Collected data
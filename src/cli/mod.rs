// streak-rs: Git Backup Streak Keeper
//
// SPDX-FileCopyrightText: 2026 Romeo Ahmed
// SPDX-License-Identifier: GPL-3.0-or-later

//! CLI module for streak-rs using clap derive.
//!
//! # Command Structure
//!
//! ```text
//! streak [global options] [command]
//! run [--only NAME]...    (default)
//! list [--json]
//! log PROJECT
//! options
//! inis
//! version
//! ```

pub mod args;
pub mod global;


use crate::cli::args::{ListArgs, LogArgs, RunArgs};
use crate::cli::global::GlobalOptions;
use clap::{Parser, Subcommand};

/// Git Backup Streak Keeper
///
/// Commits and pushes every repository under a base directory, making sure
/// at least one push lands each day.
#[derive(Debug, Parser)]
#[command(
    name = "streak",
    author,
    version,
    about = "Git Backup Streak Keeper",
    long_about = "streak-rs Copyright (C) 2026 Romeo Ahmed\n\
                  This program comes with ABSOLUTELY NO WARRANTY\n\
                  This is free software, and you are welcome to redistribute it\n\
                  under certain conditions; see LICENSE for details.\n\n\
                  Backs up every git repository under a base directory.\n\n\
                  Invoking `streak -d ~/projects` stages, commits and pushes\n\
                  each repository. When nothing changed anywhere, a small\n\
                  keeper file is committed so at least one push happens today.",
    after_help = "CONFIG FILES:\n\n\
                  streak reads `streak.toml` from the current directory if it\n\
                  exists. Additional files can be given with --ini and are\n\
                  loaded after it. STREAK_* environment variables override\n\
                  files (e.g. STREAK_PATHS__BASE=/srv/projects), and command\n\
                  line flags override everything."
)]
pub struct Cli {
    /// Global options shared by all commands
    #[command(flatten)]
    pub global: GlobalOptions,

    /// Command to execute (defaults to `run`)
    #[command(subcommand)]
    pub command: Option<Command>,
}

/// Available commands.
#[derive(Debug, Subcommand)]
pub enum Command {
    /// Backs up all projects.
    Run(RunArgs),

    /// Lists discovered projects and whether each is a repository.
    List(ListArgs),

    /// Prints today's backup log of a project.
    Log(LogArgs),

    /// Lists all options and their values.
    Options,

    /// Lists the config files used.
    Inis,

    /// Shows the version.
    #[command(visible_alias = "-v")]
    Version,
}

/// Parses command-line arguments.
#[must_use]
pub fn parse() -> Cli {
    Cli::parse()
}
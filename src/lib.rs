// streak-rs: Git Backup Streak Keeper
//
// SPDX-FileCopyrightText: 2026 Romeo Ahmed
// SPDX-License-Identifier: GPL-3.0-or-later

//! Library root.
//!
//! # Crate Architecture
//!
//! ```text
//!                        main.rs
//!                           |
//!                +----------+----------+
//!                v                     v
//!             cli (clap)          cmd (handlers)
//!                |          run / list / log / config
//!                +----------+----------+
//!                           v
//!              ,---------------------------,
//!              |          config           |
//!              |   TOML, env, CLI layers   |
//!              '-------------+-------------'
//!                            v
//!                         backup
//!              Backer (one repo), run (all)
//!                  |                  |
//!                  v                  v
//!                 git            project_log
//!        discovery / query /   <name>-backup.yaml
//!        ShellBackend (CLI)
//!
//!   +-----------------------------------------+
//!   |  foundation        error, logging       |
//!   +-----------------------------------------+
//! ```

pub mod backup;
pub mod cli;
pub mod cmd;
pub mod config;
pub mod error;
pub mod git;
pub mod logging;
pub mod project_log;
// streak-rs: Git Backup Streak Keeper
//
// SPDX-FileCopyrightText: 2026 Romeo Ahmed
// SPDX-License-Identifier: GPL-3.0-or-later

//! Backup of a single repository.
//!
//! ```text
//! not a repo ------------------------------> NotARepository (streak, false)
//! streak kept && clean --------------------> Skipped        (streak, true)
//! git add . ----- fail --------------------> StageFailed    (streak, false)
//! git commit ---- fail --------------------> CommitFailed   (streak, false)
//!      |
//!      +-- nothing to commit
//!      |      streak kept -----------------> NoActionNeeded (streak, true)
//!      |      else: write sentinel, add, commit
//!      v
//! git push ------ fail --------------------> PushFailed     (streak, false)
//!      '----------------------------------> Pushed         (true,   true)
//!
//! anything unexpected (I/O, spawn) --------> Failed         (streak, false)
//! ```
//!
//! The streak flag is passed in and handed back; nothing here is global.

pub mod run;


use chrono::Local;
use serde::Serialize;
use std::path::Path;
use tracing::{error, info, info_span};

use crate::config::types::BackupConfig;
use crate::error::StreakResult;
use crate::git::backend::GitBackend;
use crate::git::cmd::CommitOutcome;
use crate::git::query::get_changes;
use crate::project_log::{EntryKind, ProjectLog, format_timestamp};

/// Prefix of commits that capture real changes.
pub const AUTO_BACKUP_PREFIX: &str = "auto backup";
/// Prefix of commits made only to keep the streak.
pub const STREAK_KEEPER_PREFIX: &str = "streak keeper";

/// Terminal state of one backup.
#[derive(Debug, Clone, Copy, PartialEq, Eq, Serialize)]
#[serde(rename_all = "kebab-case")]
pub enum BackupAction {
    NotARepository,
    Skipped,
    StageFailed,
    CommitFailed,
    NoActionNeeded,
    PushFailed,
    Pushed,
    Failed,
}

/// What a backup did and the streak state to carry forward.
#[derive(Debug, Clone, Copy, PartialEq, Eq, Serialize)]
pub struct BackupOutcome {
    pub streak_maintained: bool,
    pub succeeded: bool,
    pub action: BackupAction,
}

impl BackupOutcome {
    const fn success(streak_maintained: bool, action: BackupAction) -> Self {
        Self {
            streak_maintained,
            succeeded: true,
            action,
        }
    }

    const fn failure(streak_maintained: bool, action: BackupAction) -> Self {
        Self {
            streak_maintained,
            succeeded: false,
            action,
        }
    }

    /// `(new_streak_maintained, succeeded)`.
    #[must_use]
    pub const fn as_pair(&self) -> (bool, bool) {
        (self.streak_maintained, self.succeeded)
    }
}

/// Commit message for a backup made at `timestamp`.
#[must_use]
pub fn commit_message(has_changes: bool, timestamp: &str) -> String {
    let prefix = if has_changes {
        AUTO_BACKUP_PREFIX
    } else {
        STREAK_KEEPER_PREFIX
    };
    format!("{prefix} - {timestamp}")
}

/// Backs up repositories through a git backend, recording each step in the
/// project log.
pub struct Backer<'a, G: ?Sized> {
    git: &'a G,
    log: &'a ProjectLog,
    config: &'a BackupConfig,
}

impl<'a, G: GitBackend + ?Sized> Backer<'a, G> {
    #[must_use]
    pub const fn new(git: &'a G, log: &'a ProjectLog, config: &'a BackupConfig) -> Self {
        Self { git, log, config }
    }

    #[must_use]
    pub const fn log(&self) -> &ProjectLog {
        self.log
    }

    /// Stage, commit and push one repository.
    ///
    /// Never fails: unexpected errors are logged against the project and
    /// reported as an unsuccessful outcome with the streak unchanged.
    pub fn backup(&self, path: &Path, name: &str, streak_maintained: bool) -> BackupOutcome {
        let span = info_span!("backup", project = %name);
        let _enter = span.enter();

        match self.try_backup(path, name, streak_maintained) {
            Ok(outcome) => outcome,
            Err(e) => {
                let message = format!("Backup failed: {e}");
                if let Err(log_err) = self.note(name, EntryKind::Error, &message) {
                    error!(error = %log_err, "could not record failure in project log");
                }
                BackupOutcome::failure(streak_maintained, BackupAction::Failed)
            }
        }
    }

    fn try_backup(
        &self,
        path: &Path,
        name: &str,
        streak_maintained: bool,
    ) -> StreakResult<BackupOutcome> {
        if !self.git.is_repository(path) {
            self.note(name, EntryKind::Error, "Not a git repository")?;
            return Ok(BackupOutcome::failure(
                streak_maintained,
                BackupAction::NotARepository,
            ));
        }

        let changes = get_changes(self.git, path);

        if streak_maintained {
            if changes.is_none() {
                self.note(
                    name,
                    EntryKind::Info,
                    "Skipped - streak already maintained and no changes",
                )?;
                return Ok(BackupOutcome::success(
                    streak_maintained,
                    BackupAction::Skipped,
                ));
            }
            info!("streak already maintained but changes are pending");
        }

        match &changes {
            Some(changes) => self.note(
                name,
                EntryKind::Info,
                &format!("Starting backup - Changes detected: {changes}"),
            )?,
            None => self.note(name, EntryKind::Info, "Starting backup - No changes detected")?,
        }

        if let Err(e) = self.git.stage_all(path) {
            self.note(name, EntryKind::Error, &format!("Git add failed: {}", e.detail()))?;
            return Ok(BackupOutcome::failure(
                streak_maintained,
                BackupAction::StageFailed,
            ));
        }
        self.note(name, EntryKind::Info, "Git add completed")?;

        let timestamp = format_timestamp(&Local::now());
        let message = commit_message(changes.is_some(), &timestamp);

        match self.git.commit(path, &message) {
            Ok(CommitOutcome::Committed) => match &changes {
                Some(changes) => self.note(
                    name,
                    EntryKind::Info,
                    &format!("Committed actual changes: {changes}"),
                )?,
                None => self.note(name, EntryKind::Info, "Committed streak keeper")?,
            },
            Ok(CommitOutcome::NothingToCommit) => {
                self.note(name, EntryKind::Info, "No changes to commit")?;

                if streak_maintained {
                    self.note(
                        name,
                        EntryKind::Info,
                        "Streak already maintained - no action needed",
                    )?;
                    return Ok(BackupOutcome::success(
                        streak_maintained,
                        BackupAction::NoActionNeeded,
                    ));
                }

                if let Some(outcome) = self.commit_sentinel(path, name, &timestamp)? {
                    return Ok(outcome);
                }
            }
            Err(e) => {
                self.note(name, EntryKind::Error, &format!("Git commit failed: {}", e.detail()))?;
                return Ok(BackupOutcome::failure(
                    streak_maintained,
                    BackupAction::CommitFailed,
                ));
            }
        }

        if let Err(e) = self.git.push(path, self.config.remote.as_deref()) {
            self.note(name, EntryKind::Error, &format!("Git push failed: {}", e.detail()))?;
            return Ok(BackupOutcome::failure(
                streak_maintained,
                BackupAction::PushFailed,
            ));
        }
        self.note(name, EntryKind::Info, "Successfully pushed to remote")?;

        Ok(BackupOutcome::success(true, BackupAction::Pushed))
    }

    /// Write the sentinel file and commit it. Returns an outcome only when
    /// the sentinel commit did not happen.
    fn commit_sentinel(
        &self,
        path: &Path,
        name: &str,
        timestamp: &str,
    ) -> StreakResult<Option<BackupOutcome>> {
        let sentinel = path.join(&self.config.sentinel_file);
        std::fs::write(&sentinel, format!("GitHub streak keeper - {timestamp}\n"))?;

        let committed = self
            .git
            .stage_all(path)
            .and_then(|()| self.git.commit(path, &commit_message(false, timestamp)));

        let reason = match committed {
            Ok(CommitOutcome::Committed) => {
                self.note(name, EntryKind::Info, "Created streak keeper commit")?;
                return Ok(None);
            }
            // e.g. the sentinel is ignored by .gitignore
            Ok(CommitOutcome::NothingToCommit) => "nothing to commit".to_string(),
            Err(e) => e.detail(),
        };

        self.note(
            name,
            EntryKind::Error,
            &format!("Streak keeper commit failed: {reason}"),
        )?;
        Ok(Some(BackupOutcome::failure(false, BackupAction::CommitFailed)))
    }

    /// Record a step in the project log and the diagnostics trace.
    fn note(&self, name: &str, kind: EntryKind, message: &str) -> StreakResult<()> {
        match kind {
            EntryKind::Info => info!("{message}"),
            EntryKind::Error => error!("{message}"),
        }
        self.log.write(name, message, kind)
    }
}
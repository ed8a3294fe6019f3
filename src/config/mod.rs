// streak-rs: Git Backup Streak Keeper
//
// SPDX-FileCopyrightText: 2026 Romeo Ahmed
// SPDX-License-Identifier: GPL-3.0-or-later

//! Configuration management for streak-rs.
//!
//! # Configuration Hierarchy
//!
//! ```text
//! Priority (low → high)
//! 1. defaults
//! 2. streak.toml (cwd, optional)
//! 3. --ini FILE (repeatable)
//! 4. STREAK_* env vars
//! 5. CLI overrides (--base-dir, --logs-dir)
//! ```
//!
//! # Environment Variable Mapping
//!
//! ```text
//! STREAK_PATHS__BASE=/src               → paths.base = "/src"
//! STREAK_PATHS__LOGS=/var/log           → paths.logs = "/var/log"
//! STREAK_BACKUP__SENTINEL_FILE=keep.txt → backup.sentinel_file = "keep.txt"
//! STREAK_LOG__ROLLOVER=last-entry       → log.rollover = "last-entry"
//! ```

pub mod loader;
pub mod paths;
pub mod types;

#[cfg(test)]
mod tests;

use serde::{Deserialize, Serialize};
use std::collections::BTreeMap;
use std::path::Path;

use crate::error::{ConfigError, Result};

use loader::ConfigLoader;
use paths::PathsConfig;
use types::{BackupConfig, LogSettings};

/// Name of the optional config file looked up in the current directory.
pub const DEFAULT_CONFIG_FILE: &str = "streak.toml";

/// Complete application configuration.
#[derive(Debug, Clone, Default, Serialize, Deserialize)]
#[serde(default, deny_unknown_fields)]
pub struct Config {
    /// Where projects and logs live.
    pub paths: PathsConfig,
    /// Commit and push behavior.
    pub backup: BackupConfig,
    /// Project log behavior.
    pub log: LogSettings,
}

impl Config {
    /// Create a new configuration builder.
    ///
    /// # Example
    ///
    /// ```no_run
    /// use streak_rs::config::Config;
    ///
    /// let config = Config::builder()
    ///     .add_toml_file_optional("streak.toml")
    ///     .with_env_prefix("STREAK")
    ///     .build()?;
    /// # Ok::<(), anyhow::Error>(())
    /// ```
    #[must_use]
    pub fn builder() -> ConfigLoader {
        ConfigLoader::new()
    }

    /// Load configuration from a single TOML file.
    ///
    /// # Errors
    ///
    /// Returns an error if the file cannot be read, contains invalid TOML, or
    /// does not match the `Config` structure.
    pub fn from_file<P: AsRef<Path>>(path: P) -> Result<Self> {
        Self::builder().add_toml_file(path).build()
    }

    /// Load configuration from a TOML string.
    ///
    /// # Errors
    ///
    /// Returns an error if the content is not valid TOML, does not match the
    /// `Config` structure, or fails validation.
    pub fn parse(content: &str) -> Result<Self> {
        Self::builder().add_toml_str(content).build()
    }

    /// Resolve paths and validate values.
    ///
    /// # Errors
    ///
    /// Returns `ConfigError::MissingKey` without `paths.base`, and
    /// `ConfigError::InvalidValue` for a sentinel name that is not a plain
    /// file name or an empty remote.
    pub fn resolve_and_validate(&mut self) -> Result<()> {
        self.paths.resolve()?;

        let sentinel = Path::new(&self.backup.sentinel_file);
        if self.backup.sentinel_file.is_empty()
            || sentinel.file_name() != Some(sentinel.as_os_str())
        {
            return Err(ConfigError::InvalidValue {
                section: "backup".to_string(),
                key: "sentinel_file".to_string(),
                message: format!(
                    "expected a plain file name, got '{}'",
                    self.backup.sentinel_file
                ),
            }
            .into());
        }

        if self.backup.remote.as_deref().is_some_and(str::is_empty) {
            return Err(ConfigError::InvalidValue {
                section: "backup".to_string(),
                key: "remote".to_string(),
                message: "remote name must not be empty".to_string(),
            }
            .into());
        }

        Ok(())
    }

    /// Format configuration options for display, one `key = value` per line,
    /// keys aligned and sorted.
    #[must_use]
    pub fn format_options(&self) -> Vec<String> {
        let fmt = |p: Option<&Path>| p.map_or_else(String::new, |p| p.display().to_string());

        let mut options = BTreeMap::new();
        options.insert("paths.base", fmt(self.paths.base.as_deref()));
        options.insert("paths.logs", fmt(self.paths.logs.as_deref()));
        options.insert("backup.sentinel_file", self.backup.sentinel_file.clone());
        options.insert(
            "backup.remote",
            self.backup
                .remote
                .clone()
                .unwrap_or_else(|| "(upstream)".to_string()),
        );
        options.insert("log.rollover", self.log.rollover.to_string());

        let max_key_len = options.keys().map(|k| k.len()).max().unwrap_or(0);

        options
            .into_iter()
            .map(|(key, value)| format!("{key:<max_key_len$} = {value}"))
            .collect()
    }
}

Task goal:
Scan the records for the word "single" and copy every line where it is found.

Answer section:
//! Backup of a single repository.
    /// Load configuration from a single TOML file.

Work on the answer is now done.